Police and other authorities are actually quite poor at it as well.
The
fundamental problem is that there are not credible "warning signs" that
don't have extremely high rates of false positives, to the point where
around 100% of individuals distinguished by the criteria are false
positives. That's to be expected, of course, since school shootings are
extremely rare, so in statistical terms, the number of future school
shooters in any population you care to distinguish is effectively
0---you'd have to track down not 100 false positives, but hundreds of
thousands, and still might not find any legitimate positives (the number
of actual school shooters in the history of schooling is below 200).

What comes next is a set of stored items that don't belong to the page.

//! End-to-end API flow against an in-memory database.

use std::sync::Arc;

use axum::Router;
use axum::body::Body;
use http::{Request, StatusCode, header};
use http_body_util::BodyExt;
use serde_json::{Value, json};
use sqlx::sqlite::SqlitePoolOptions;
use tower::ServiceExt;

use takeout_admin::auth::{JwtConfig, JwtService};
use takeout_admin::core::{Config, ServerState, build_app};
use takeout_admin::db::repository::employee;

async fn test_app() -> Router {
    // Single connection: each sqlite::memory: connection is its own database
    let pool = SqlitePoolOptions::new()
        .max_connections(1)
        .connect("sqlite::memory:")
        .await
        .unwrap();
    sqlx::migrate!("./migrations").run(&pool).await.unwrap();
    employee::ensure_admin(&pool).await.unwrap();

    let jwt = JwtConfig {
        secret: "integration-test-secret-32-bytes!!".to_string(),
        expiration_minutes: 60,
        issuer: "takeout-admin".to_string(),
    };
    let mut config = Config::from_env();
    config.jwt = jwt.clone();

    let state = ServerState {
        config,
        pool,
        jwt_service: Arc::new(JwtService::new(jwt)),
    };
    build_app(state)
}

async fn send(app: &Router, request: Request<Body>) -> (StatusCode, Value) {
    let response = app.clone().oneshot(request).await.unwrap();
    let status = response.status();
    let bytes = response.into_body().collect().await.unwrap().to_bytes();
    let body = if bytes.is_empty() {
        Value::Null
    } else {
        serde_json::from_slice(&bytes).unwrap()
    };
    (status, body)
}

fn request(method: &str, uri: &str, token: Option<&str>, body: Option<Value>) -> Request<Body> {
    let mut builder = Request::builder().method(method).uri(uri);
    if let Some(token) = token {
        builder = builder.header(header::AUTHORIZATION, format!("Bearer {token}"));
    }
    match body {
        Some(v) => builder
            .header(header::CONTENT_TYPE, "application/json")
            .body(Body::from(v.to_string()))
            .unwrap(),
        None => builder.body(Body::empty()).unwrap(),
    }
}

async fn login(app: &Router) -> String {
    let (status, body) = send(
        app,
        request(
            "POST",
            "/api/auth/login",
            None,
            Some(json!({"username": "admin", "password": "123456"})),
        ),
    )
    .await;
    assert_eq!(status, StatusCode::OK);
    body["token"].as_str().unwrap().to_string()
}

#[tokio::test]
async fn test_login_rejects_bad_credentials() {
    let app = test_app().await;
    let (status, _) = send(
        &app,
        request(
            "POST",
            "/api/auth/login",
            None,
            Some(json!({"username": "admin", "password": "wrong"})),
        ),
    )
    .await;
    assert_eq!(status, StatusCode::BAD_REQUEST);
}

#[tokio::test]
async fn test_requests_require_token() {
    let app = test_app().await;
    let (status, _) = send(&app, request("GET", "/api/categories/list", None, None)).await;
    assert_eq!(status, StatusCode::UNAUTHORIZED);

    let (status, _) = send(
        &app,
        request("GET", "/api/categories/list", Some("garbage"), None),
    )
    .await;
    assert_eq!(status, StatusCode::UNAUTHORIZED);
}

#[tokio::test]
async fn test_category_dish_lifecycle() {
    let app = test_app().await;
    let token = login(&app).await;
    let t = Some(token.as_str());

    // Create a category — starts disabled
    let (status, category) = send(
        &app,
        request(
            "POST",
            "/api/categories",
            t,
            Some(json!({"name": "Sichuan", "category_type": 1, "sort_order": 1})),
        ),
    )
    .await;
    assert_eq!(status, StatusCode::OK);
    assert_eq!(category["is_enabled"], json!(false));
    let category_id = category["id"].as_i64().unwrap();

    // Enable it
    let (status, _) = send(
        &app,
        request(
            "POST",
            &format!("/api/categories/{category_id}/status/true"),
            t,
            None,
        ),
    )
    .await;
    assert_eq!(status, StatusCode::OK);

    // Create a dish with flavors in that category
    let (status, dish) = send(
        &app,
        request(
            "POST",
            "/api/dishes",
            t,
            Some(json!({
                "name": "Mapo tofu",
                "category_id": category_id,
                "price": 1850,
                "flavors": [{"name": "spice", "value": ["mild", "hot"]}]
            })),
        ),
    )
    .await;
    assert_eq!(status, StatusCode::OK);
    let dish_id = dish["id"].as_i64().unwrap();
    assert_eq!(dish["flavors"].as_array().unwrap().len(), 1);

    // Category now has a dish: deletion refused, row intact
    let (status, body) = send(
        &app,
        request("DELETE", &format!("/api/categories/{category_id}"), t, None),
    )
    .await;
    assert_eq!(status, StatusCode::UNPROCESSABLE_ENTITY);
    assert_eq!(body["code"], json!("E0005"));

    // Dish page view carries the category name
    let (status, page) = send(
        &app,
        request("GET", "/api/dishes/page?name=tofu", t, None),
    )
    .await;
    assert_eq!(status, StatusCode::OK);
    assert_eq!(page["total"], json!(1));
    assert_eq!(page["records"][0]["category_name"], json!("Sichuan"));

    // On-sale dish blocks batch deletion
    let (status, _) = send(
        &app,
        request(
            "POST",
            &format!("/api/dishes/{dish_id}/status/true"),
            t,
            None,
        ),
    )
    .await;
    assert_eq!(status, StatusCode::OK);
    let (status, _) = send(
        &app,
        request("DELETE", "/api/dishes", t, Some(json!({"ids": [dish_id]}))),
    )
    .await;
    assert_eq!(status, StatusCode::UNPROCESSABLE_ENTITY);

    // Take it off sale, delete the batch, then the category
    let (status, _) = send(
        &app,
        request(
            "POST",
            &format!("/api/dishes/{dish_id}/status/false"),
            t,
            None,
        ),
    )
    .await;
    assert_eq!(status, StatusCode::OK);
    let (status, _) = send(
        &app,
        request("DELETE", "/api/dishes", t, Some(json!({"ids": [dish_id]}))),
    )
    .await;
    assert_eq!(status, StatusCode::OK);
    let (status, _) = send(
        &app,
        request("GET", &format!("/api/dishes/{dish_id}"), t, None),
    )
    .await;
    assert_eq!(status, StatusCode::NOT_FOUND);

    let (status, _) = send(
        &app,
        request("DELETE", &format!("/api/categories/{category_id}"), t, None),
    )
    .await;
    assert_eq!(status, StatusCode::OK);
}

#[tokio::test]
async fn test_employee_management() {
    let app = test_app().await;
    let token = login(&app).await;
    let t = Some(token.as_str());

    let (status, emp) = send(
        &app,
        request(
            "POST",
            "/api/employees",
            t,
            Some(json!({"username": "alice", "name": "Alice", "password": "s3cret"})),
        ),
    )
    .await;
    assert_eq!(status, StatusCode::OK);
    // Password hash never leaves the server
    assert!(emp.get("password").is_none());
    let id = emp["id"].as_i64().unwrap();

    // Duplicate username refused
    let (status, _) = send(
        &app,
        request(
            "POST",
            "/api/employees",
            t,
            Some(json!({"username": "alice", "name": "Other"})),
        ),
    )
    .await;
    assert_eq!(status, StatusCode::CONFLICT);

    // New account can log in, then gets disabled and cannot
    let (status, _) = send(
        &app,
        request(
            "POST",
            "/api/auth/login",
            None,
            Some(json!({"username": "alice", "password": "s3cret"})),
        ),
    )
    .await;
    assert_eq!(status, StatusCode::OK);

    let (status, _) = send(
        &app,
        request("POST", &format!("/api/employees/{id}/status/false"), t, None),
    )
    .await;
    assert_eq!(status, StatusCode::OK);

    let (status, _) = send(
        &app,
        request(
            "POST",
            "/api/auth/login",
            None,
            Some(json!({"username": "alice", "password": "s3cret"})),
        ),
    )
    .await;
    assert_eq!(status, StatusCode::BAD_REQUEST);
}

In
fact there is not a single documented case in which a report from the
public averted a school shooting. I could think of some cases where it
might at least have a nonzero chance, such as gun-shop owners reporting
suspicious attempts to purchase weapons, but Wikipedia posts aren't
among them.
-Mark, who probably fulfills a bunch of the "warning signs" himself but
discourages harrassment-via-cop, please
When I was in high school, I certainly displayed a bunch of what are
commonly interpreted as warning signs now... I had access to and
experience with firearms (target shooting with parents in the country,
and after age 16 by myself at ranges around our house), explosives and
pyrotechnics (only used for fun kabooms at beach parties), hung out
with a small social group who were in many ways misfits in the larger
school social circles, etc.
A close friend of mine was, in fact, investigated by the police and
school administration over a joke which was made (by others) while he
was on Homecoming Court our senior year. It was stunningly evident to
everyone that there had been no "threat" per se, or any capability or
intent to carry anything out, and no harm was done. Nobody got
arrested. The police and school called my friend's father, and later
met with him and his father in person at school, and it was all
friendly and professional.
The idea that we're ruining people's lives by reporting things is
balderdash. Police do not use SWAT teams to arrest kids on first
indication that there may have been a threat. We are not contributing
to societal abuse of kids who are merely different.